A CPFL Piratininga, concessionária de energia em cidades da Baixada Santista, realizou uma operação em parceria com as Polícias Militar e Científica que detectou ligações irregulares de energia em uma pousada, na cidade de Santos, no Litoral de São Paulo. O proprietário foi conduzido à delegacia pelas autoridades policiais para prestar esclarecimentos.
De acordo com a CPFL, a inspeção foi realizada na última quinta-feira (24) no bairro Vila Mathias. As equipes da distribuidora regularizaram todas as medições e realizarão os cálculos sobre a quantidade de energia desviada.
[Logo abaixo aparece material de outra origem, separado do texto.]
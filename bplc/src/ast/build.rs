//! Constructors for building trees by hand, used by parsers and tests.
//!
//! ```ignore
//! // x = (a + 1) * 2
//! set("x", mul(paren(add(var("a"), num(1))), num(2)))
//! ```

use super::*;

pub fn num(n: i64) -> Factor {
    Factor::new(FactorKind::Num(n))
}

pub fn string(s: impl Into<String>) -> Factor {
    Factor::new(FactorKind::Str(s.into()))
}

pub fn read() -> Factor {
    Factor::new(FactorKind::Read)
}

pub fn var(name: impl Into<String>) -> Factor {
    Factor::new(FactorKind::Id(Ident::new(name)))
}

pub fn index(name: impl Into<String>, index: impl Into<Expr>) -> Factor {
    Factor::new(FactorKind::Index(Ident::new(name), Box::new(index.into())))
}

pub fn call(name: impl Into<String>, args: Vec<Expr>) -> Factor {
    Factor::new(FactorKind::Call(Ident::new(name), args))
}

pub fn paren(expr: impl Into<Expr>) -> Factor {
    let expr = expr.into();
    Factor {
        line: expr.line,
        ty: Type::None,
        kind: FactorKind::Paren(Box::new(expr)),
    }
}

pub fn neg(operand: impl Into<Unary>) -> Unary {
    let operand = operand.into();
    Unary {
        line: operand.line,
        ty: Type::None,
        kind: UnaryKind::Neg(Box::new(operand)),
    }
}

pub fn addr(operand: Factor) -> Unary {
    Unary {
        line: operand.line,
        ty: Type::None,
        kind: UnaryKind::AddrOf(operand),
    }
}

pub fn deref(operand: Factor) -> Unary {
    Unary {
        line: operand.line,
        ty: Type::None,
        kind: UnaryKind::Deref(operand),
    }
}

fn sum(left: impl Into<Sum>, op: AddOp, right: impl Into<Term>) -> Sum {
    let left = left.into();
    Sum {
        line: left.line,
        ty: Type::None,
        kind: SumKind::Bin(Box::new(left), op, right.into()),
    }
}

pub fn add(left: impl Into<Sum>, right: impl Into<Term>) -> Sum {
    sum(left, AddOp::Add, right)
}

pub fn sub(left: impl Into<Sum>, right: impl Into<Term>) -> Sum {
    sum(left, AddOp::Sub, right)
}

fn term(left: impl Into<Term>, op: MulOp, right: impl Into<Unary>) -> Term {
    let left = left.into();
    Term {
        line: left.line,
        ty: Type::None,
        kind: TermKind::Bin(Box::new(left), op, right.into()),
    }
}

pub fn mul(left: impl Into<Term>, right: impl Into<Unary>) -> Term {
    term(left, MulOp::Mul, right)
}

pub fn div(left: impl Into<Term>, right: impl Into<Unary>) -> Term {
    term(left, MulOp::Div, right)
}

pub fn rem(left: impl Into<Term>, right: impl Into<Unary>) -> Term {
    term(left, MulOp::Mod, right)
}

pub fn cmp(left: impl Into<Sum>, op: RelOp, right: impl Into<Sum>) -> Comp {
    let left = left.into();
    Comp {
        line: left.line,
        ty: Type::None,
        kind: CompKind::Rel(left, op, right.into()),
    }
}

fn assign(target: VarKind, value: impl Into<Expr>) -> Expr {
    let value = value.into();
    let line = value.line;
    Expr {
        line,
        ty: Type::None,
        kind: ExprKind::Assign(
            Var {
                line,
                ty: Type::None,
                kind: target,
            },
            Box::new(value),
        ),
    }
}

/// `name = value`
pub fn set(name: impl Into<String>, value: impl Into<Expr>) -> Expr {
    assign(VarKind::Id(Ident::new(name)), value)
}

/// `name[index] = value`
pub fn set_index(name: impl Into<String>, index: impl Into<Expr>, value: impl Into<Expr>) -> Expr {
    assign(
        VarKind::Index(Ident::new(name), Box::new(index.into())),
        value,
    )
}

/// `*name = value`
pub fn set_deref(name: impl Into<String>, value: impl Into<Expr>) -> Expr {
    assign(VarKind::Deref(Ident::new(name)), value)
}

impl Stmt {
    fn new(kind: StmtKind) -> Self {
        Stmt { line: 0, kind }
    }

    pub fn at(mut self, line: usize) -> Self {
        self.line = line;
        self.stamp(line);
        self
    }

    pub fn expr(expr: impl Into<Expr>) -> Self {
        Stmt::new(StmtKind::Expr(Some(expr.into())))
    }

    /// The empty statement `;`.
    pub fn empty() -> Self {
        Stmt::new(StmtKind::Expr(None))
    }

    pub fn block(block: Block) -> Self {
        Stmt::new(StmtKind::Block(block))
    }

    pub fn if_(cond: impl Into<Expr>, then: Stmt, els: Option<Stmt>) -> Self {
        Stmt::new(StmtKind::If(
            cond.into(),
            Box::new(then),
            els.map(Box::new),
        ))
    }

    pub fn while_(cond: impl Into<Expr>, body: Stmt) -> Self {
        Stmt::new(StmtKind::While(cond.into(), Box::new(body)))
    }

    pub fn ret(value: Option<Expr>) -> Self {
        Stmt::new(StmtKind::Return(value))
    }

    pub fn write(value: impl Into<Expr>) -> Self {
        Stmt::new(StmtKind::Write(Some(value.into())))
    }

    pub fn writeln() -> Self {
        Stmt::new(StmtKind::Write(None))
    }
}

// Lifting a lower layer into a higher one wraps it in the pass-through
// variant of every layer in between.

impl From<Factor> for Unary {
    fn from(f: Factor) -> Self {
        Unary {
            line: f.line,
            ty: Type::None,
            kind: UnaryKind::Factor(f),
        }
    }
}

impl From<Unary> for Term {
    fn from(u: Unary) -> Self {
        Term {
            line: u.line,
            ty: Type::None,
            kind: TermKind::Unary(u),
        }
    }
}

impl From<Term> for Sum {
    fn from(t: Term) -> Self {
        Sum {
            line: t.line,
            ty: Type::None,
            kind: SumKind::Term(t),
        }
    }
}

impl From<Sum> for Comp {
    fn from(s: Sum) -> Self {
        Comp {
            line: s.line,
            ty: Type::None,
            kind: CompKind::Sum(s),
        }
    }
}

impl From<Comp> for Expr {
    fn from(c: Comp) -> Self {
        Expr {
            line: c.line,
            ty: Type::None,
            kind: ExprKind::Comp(c),
        }
    }
}

impl From<Expr> for Factor {
    fn from(e: Expr) -> Self {
        paren(e)
    }
}

macro_rules! lift {
    ($from:ty => $via:ty => $($to:ty),*) => {
        $(
            impl From<$from> for $to {
                fn from(x: $from) -> Self {
                    <$to>::from(<$via>::from(x))
                }
            }
        )*
    };
}

lift!(Factor => Unary => Term);
lift!(Factor => Term => Sum);
lift!(Factor => Sum => Comp);
lift!(Factor => Comp => Expr);
lift!(Unary => Term => Sum);
lift!(Unary => Sum => Comp);
lift!(Unary => Comp => Expr);
lift!(Term => Sum => Comp);
lift!(Term => Comp => Expr);
lift!(Sum => Comp => Expr);

#[cfg(test)]
mod tests {
    use super::*;

    #[test]
    fn lifting_wraps_every_layer() {
        let expr: Expr = num(7).into();
        let ExprKind::Comp(comp) = &expr.kind else {
            panic!("expected comparison layer");
        };
        let CompKind::Sum(sum) = &comp.kind else {
            panic!("expected sum layer");
        };
        let SumKind::Term(term) = &sum.kind else {
            panic!("expected term layer");
        };
        let TermKind::Unary(unary) = &term.kind else {
            panic!("expected unary layer");
        };
        assert_eq!(unary.kind, UnaryKind::Factor(num(7)));
    }

    #[test]
    fn at_stamps_descendants() {
        let expr: Expr = add(var("a"), num(1).at(9)).into();
        let expr = expr.at(4);
        let ExprKind::Comp(comp) = &expr.kind else {
            panic!("expected comparison layer");
        };
        let CompKind::Sum(sum) = &comp.kind else {
            panic!("expected sum layer");
        };
        let SumKind::Bin(left, _, right) = &sum.kind else {
            panic!("expected binary sum");
        };
        assert_eq!(expr.line, 4);
        assert_eq!(left.line, 4);
        assert_eq!(right.line, 9);
    }

    #[test]
    fn function_params_precede_function_decl() {
        let mut ast = Ast::new();
        let id = ast.function(
            1,
            Base::Int,
            "f",
            vec![Decl::param(1, Base::Int, "x")],
            Block::new(vec![], vec![]),
        );
        assert_eq!(id, DeclId(1));
        assert_eq!(ast.decls[1].params(), &[DeclId(0)]);
        assert_eq!(ast.decls[1].ty(), Type::Int);
        assert_eq!(ast.functions().count(), 1);
    }
}
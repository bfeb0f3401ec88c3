mod common;

use bplc::ast::{build::*, *};
use bplc::{compile, generate, layout, Config, Error, Labels};
use common::*;

fn asm(mut ast: Ast) -> String {
    let asm = compile(&mut ast, &Config::default()).unwrap();
    println!("{}", asm);
    asm
}

fn assert(ast: Ast, expect: &str) {
    let asm = asm(ast);
    assert!(asm.contains(expect), "missing:\n{}", expect);
}

macro_rules! case {
    ($name:ident, $ast:expr, $expect:expr) => {
        #[test]
        fn $name() {
            assert($ast, $expect);
        }
    };
}

case!(
    prologue,
    prog(vec![], vec![]),
    "main:\n    movq %rsp, %rbx\n    movq %rbx, %rsp\n    ret\n"
);
case!(
    prologue_reserves_frame,
    {
        let mut ast = Ast::new();
        let inner = block(&mut ast, vec![int("t")], vec![]);
        main_with(&mut ast, vec![int("x")], vec![Stmt::block(inner)]);
        ast
    },
    "main:\n    movq %rsp, %rbx\n    subq $16, %rsp\n    subq $8, %rsp\n    subq $8, %rsp\n    addq $8, %rsp\n    addq $8, %rsp\n    movq %rbx, %rsp\n    ret\n"
);
case!(
    scalar_local,
    prog(vec![int("x")], vec![Stmt::expr(set("x", num(5)))]),
    "    subq $8, %rsp\n    movq $5, %rax\n    movq %rax, -8(%rbx)\n    addq $8, %rsp\n"
);
case!(
    global_store,
    {
        let mut ast = Ast::new();
        ast.global(Decl::var(1, Base::Int, "g"));
        main_with(&mut ast, vec![], vec![Stmt::expr(set("g", num(1)))]);
        ast
    },
    "    movq $1, %rax\n    movq %rax, g(%rip)\n"
);
case!(
    global_storage,
    {
        let mut ast = Ast::new();
        ast.global(Decl::var(1, Base::Int, "g"));
        ast.global(Decl::array(1, Base::Int, "a", 10));
        ast.global(Decl::pointer(1, Base::String, "p"));
        main_with(&mut ast, vec![], vec![]);
        ast
    },
    ".comm g, 8, 32\n.comm a, 80, 32\n.comm p, 8, 32\n"
);
case!(
    subtraction_evaluates_right_first,
    prog(vec![], vec![Stmt::write(sub(num(7), num(2)))]),
    "    movq $2, %rax\n    pushq %rax\n    movq $7, %rax\n    subl 0(%rsp), %eax\n    addq $8, %rsp\n"
);
case!(
    multiplication,
    prog(vec![], vec![Stmt::write(mul(num(7), num(2)))]),
    "    movq $7, %rax\n    imull 0(%rsp), %eax\n    addq $8, %rsp\n"
);
case!(
    remainder,
    prog(vec![], vec![Stmt::write(rem(num(7), num(2)))]),
    "    movq $2, %rax\n    pushq %rax\n    movq $7, %rax\n    popq %rcx\n    cltq\n    cqto\n    idivl %ecx\n    movl %edx, %eax\n"
);
case!(
    negation,
    prog(vec![], vec![Stmt::write(neg(num(3)))]),
    "    movq $3, %rax\n    negl %eax\n"
);
case!(
    less_than,
    prog(
        vec![],
        vec![Stmt::if_(cmp(num(1), RelOp::Lt, num(2)), Stmt::writeln(), None)]
    ),
    ".L0:\n    movq $2, %rax\n    pushq %rax\n    movq $1, %rax\n    cmpl 0(%rsp), %eax\n    jge .L3\n    movl $1, %eax\n    jmp .L4\n.L3:\n    movl $0, %eax\n.L4:\n    addq $8, %rsp\n    cmpl $0, %eax\n    je .L1\n"
);
case!(
    if_else_layout,
    prog(
        vec![],
        vec![Stmt::if_(num(1), Stmt::writeln(), Some(Stmt::empty()))]
    ),
    "    movq 8(%rsp), %rsp\n    jmp .L2\n.L1:\n.L2:\n"
);
case!(
    while_loop,
    prog(vec![], vec![Stmt::while_(num(0), Stmt::empty())]),
    ".L0:\n    movq $0, %rax\n    cmpl $0, %eax\n    je .L1\n    jmp .L0\n.L1:\n"
);
case!(
    write_int,
    prog(vec![], vec![Stmt::write(num(4))]),
    "    movq $4, %rax\n    movl %eax, %esi\n    leaq .WriteIntString(%rip), %rdi\n    movl $0, %eax\n    pushq %rsp\n    pushq 0(%rsp)\n    andq $-16, %rsp\n    call printf@PLT\n    movq 8(%rsp), %rsp\n"
);
case!(
    write_string,
    prog(vec![], vec![Stmt::write(string("hi"))]),
    "    leaq .S0(%rip), %rax\n    movq %rax, %rsi\n    leaq .WriteStringString(%rip), %rdi\n"
);
case!(
    writeln,
    prog(vec![], vec![Stmt::writeln()]),
    "    leaq .WritelnString(%rip), %rdi\n    movl $0, %eax\n"
);
case!(
    read_int,
    prog(vec![int("x")], vec![Stmt::expr(set("x", read()))]),
    "    subq $8, %rsp\n    movq %rsp, %rsi\n    leaq .ReadIntString(%rip), %rdi\n    movl $0, %eax\n    pushq %rsp\n    pushq 0(%rsp)\n    andq $-16, %rsp\n    call scanf@PLT\n    movq 8(%rsp), %rsp\n    movl 0(%rsp), %eax\n    addq $8, %rsp\n    movq %rax, -8(%rbx)\n"
);
case!(
    local_array_store,
    prog(vec![int_array("a", 3)], vec![Stmt::expr(set_index("a", num(1), num(5)))]),
    "    movq $5, %rax\n    pushq %rax\n    leaq -24(%rbx), %rax\n    pushq %rax\n    movq $1, %rax\n    cltq\n    imulq $8, %rax\n    popq %rsi\n    addq %rax, %rsi\n    popq %rax\n    movq %rax, 0(%rsi)\n"
);
case!(
    local_array_load,
    prog(vec![int_array("a", 3)], vec![Stmt::write(index("a", num(2)))]),
    "    popq %rsi\n    addq %rax, %rsi\n    movq 0(%rsi), %rax\n"
);
case!(
    address_and_deref,
    prog(
        vec![int("x"), int_ptr("p")],
        vec![
            Stmt::expr(set("p", addr(var("x")))),
            Stmt::write(deref(var("p"))),
        ]
    ),
    "    leaq -8(%rbx), %rax\n    movq %rax, -16(%rbx)\n    movq -16(%rbx), %rax\n    movq 0(%rax), %rax\n"
);
case!(
    store_through_pointer,
    prog(vec![int_ptr("p")], vec![Stmt::expr(set_deref("p", num(9)))]),
    "    movq $9, %rax\n    pushq %rax\n    movq -8(%rbx), %rsi\n    popq %rax\n    movq %rax, 0(%rsi)\n"
);

/// `int f(int a, int b) { return b; }` and a `main` running `stmts`.
fn with_f(stmts: Vec<Stmt>) -> Ast {
    let mut ast = Ast::new();
    let body = block(&mut ast, vec![], vec![Stmt::ret(Some(var("b").into()))]);
    ast.function(
        1,
        Base::Int,
        "f",
        vec![Decl::param(1, Base::Int, "a"), Decl::param(1, Base::Int, "b")],
        body,
    );
    main_with(&mut ast, vec![], stmts);
    ast
}

case!(
    call_pushes_arguments_in_reverse,
    with_f(vec![Stmt::expr(call("f", vec![num(1).into(), num(2).into()]))]),
    "    movq $2, %rax\n    pushq %rax\n    movq $1, %rax\n    pushq %rax\n    pushq %rbx\n    call f\n    popq %rbx\n    addq $16, %rsp\n"
);
case!(
    return_leaves_function,
    with_f(vec![]),
    "f:\n    movq %rsp, %rbx\n    movq 24(%rbx), %rax\n    movq %rbx, %rsp\n    ret\n"
);
case!(
    array_param_is_a_pointer,
    {
        let mut ast = Ast::new();
        let body = block(&mut ast, vec![], vec![Stmt::write(index("v", num(0)))]);
        ast.function(1, Base::Void, "f", vec![Decl::array_param(1, Base::Int, "v")], body);
        main_with(&mut ast, vec![], vec![]);
        ast
    },
    "    movq 16(%rbx), %rax\n    pushq %rax\n    movq $0, %rax\n"
);

#[test]
fn data_section_header() {
    let asm = asm(prog(vec![], vec![]));
    assert!(asm.starts_with(concat!(
        ".section .rodata\n",
        ".WriteIntString: .string \"%d \"\n",
        ".WritelnString: .string \"\\n\"\n",
        ".WriteStringString: .string \"%s \"\n",
        ".ReadIntString: .string \"%d\"\n",
    )));
    assert!(asm.contains(".text\n.global main\n"));
    assert!(asm.ends_with(".section .note.GNU-stack,\"\",@progbits\n"));
}

#[test]
fn strings_are_pooled() {
    let asm = asm(prog(
        vec![],
        vec![
            Stmt::write(string("hi")),
            Stmt::write(string("yo")),
            Stmt::write(string("hi")),
        ],
    ));
    assert!(asm.contains(".S0: .string \"hi\"\n.S1: .string \"yo\"\n"));
    assert_eq!(asm.matches(".string \"hi\"").count(), 1);
    assert_eq!(asm.matches("leaq .S0(%rip), %rax").count(), 2);
}

#[test]
fn labels_continue_across_functions() {
    let mut ast = Ast::new();
    let body = block(&mut ast, vec![], vec![Stmt::while_(num(1), Stmt::empty())]);
    ast.function(1, Base::Void, "spin", vec![], body);
    main_with(&mut ast, vec![], vec![Stmt::while_(num(1), Stmt::empty())]);
    let asm = asm(ast);
    assert!(asm.contains("spin:\n    movq %rsp, %rbx\n.L0:\n"));
    assert!(asm.contains("main:\n    movq %rsp, %rbx\n.L2:\n"));
}

#[test]
fn missing_main_writes_only_data() {
    let mut ast = Ast::new();
    ast.global(Decl::var(1, Base::Int, "g"));
    let body = block(&mut ast, vec![], vec![Stmt::write(string("x"))]);
    ast.function(1, Base::Void, "f", vec![], body);

    let err = compile(&mut ast.clone(), &Config::default()).unwrap_err();
    assert!(matches!(err, Error::NoMain));

    bplc::resolve(&mut ast, &Config::default()).unwrap();
    layout(&mut ast);
    let mut out = Vec::new();
    let err = generate(&ast, &mut Labels::new(), &mut out).unwrap_err();
    assert!(matches!(err, Error::NoMain));
    let out = String::from_utf8(out).unwrap();
    assert!(out.contains(".comm g, 8, 32\n"));
    assert!(out.contains(".S0: .string \"x\"\n"));
    assert!(!out.contains(".text"));
}

#[test]
fn unresolved_tree_is_rejected() {
    let mut ast = prog(vec![int("x")], vec![Stmt::write(var("x"))]);
    layout(&mut ast);
    let err = generate(&ast, &mut Labels::new(), &mut Vec::<u8>::new()).unwrap_err();
    assert!(matches!(err, Error::Unresolved(_)));
}
use crate::types::{one_of, Type};
use color_print::ceprintln;
use thiserror::Error;

#[derive(Debug, Error)]
pub enum Error {
    // Resolution errors
    #[error("Undeclared identifier {name:?} at line {line}")]
    Undeclared { name: String, line: usize },

    #[error("Duplicate declaration {name:?} at line {line}")]
    Duplicate { name: String, line: usize },

    // Type errors
    #[error("Type mismatch at line {line}: expected {}, got {got}", one_of(.expected))]
    Mismatch {
        expected: Vec<Type>,
        got: Type,
        line: usize,
    },

    #[error("Incorrect number of arguments to {name:?} at line {line}: expected {expected}, got {got}")]
    Arity {
        name: String,
        expected: usize,
        got: usize,
        line: usize,
    },

    #[error("{name:?} is not a function at line {line}")]
    NotCallable { name: String, line: usize },

    #[error("{name:?} is a function, not a variable, at line {line}")]
    NotVariable { name: String, line: usize },

    #[error("Expression is not addressable at line {line}")]
    NotAddressable { line: usize },

    #[error("Array {name:?} cannot be assigned at line {line}")]
    NotAssignable { name: String, line: usize },

    #[error("Variable {name:?} declared void at line {line}")]
    VoidVariable { name: String, line: usize },

    // Generation errors
    #[error("No main function")]
    NoMain,

    #[error("Unresolved identifier: {0}")]
    Unresolved(String),

    // Driver errors
    #[error("IO error: {0}")]
    Io(#[from] std::io::Error),

    #[error("Failed to open file: {0}")]
    FileOpen(String, #[source] std::io::Error),

    #[error("Failed to create file: {0}")]
    FileCreate(String, #[source] std::io::Error),

    #[error("YAML error: {0}")]
    Yaml(#[from] serde_yaml::Error),
}

impl Error {
    /// Source line the error refers to, if any.
    pub fn line(&self) -> Option<usize> {
        match self {
            Error::Undeclared { line, .. }
            | Error::Duplicate { line, .. }
            | Error::Mismatch { line, .. }
            | Error::Arity { line, .. }
            | Error::NotCallable { line, .. }
            | Error::NotVariable { line, .. }
            | Error::NotAddressable { line }
            | Error::NotAssignable { line, .. }
            | Error::VoidVariable { line, .. } => Some(*line),
            _ => None,
        }
    }

    pub fn print_diag(&self, file: &str) {
        match self.line() {
            Some(line) => ceprintln!("<red><bold>error</bold></red>: {}\n  <blue>at</blue> {}:{}", self, file, line),
            None => ceprintln!("<red><bold>error</bold></red>: {}", self),
        }
    }
}
use serde::{Deserialize, Serialize};
use strum::Display;

/// General purpose registers used by the code generator.
/// 64-bit names first, then the 32-bit views used by `int` arithmetic.
#[derive(
    Debug, Clone, Copy, PartialEq, Eq, Hash, Serialize, Deserialize, Display,
)]
#[strum(serialize_all = "lowercase")]
pub enum Reg {
    RAX,
    RBX,
    RCX,
    RSI,
    RDI,
    RSP,

    EAX,
    ECX,
    EDX,
    ESI,
}

#[test]
fn test() {
    assert_eq!(Reg::RAX.to_string(), "rax");
    assert_eq!(Reg::ECX.to_string(), "ecx");
}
Os respectivos valores serão repassados aos responsáveis pelas fraudes.
O furto de energia, conhecido popularmente como “gato” consiste no desvio da corrente elétrica antes que ela passe pela medição do consumo, por exemplo, quando a fiação é puxada diretamente do poste ou quando há adulteração do medidor de energia. A prática é crime previsto no artigo 155 do Código Penal Brasileiro, que prevê pena de até quatro anos de reclusão, bem como multa referente a toda energia consumida e não faturada.
Além de sobrecarregar as redes elétricas e deixar o sistema de distribuição vulnerável a interrupções no fornecimento, o furto de energia coloca vidas em risco devido à possibilidade de choques elétricos. Vale lembrar que fraudar ou furtar energia é crime, conforme o Código Penal, com pena de um a quatro anos de detenção.
Fraudadores também são cobrados pelas tarifas referentes ao período em que ocorreu o furto, acrescidas da devida multa. Além disso, as fraudes e furtos podem encarecer a conta de energia para todos, pois a Agência Nacional de Energia Elétrica (ANEEL) distribui parte dos prejuízos causados pelas “perdas comerciais” para a tarifa da distribuidora, durante as revisões tarifárias.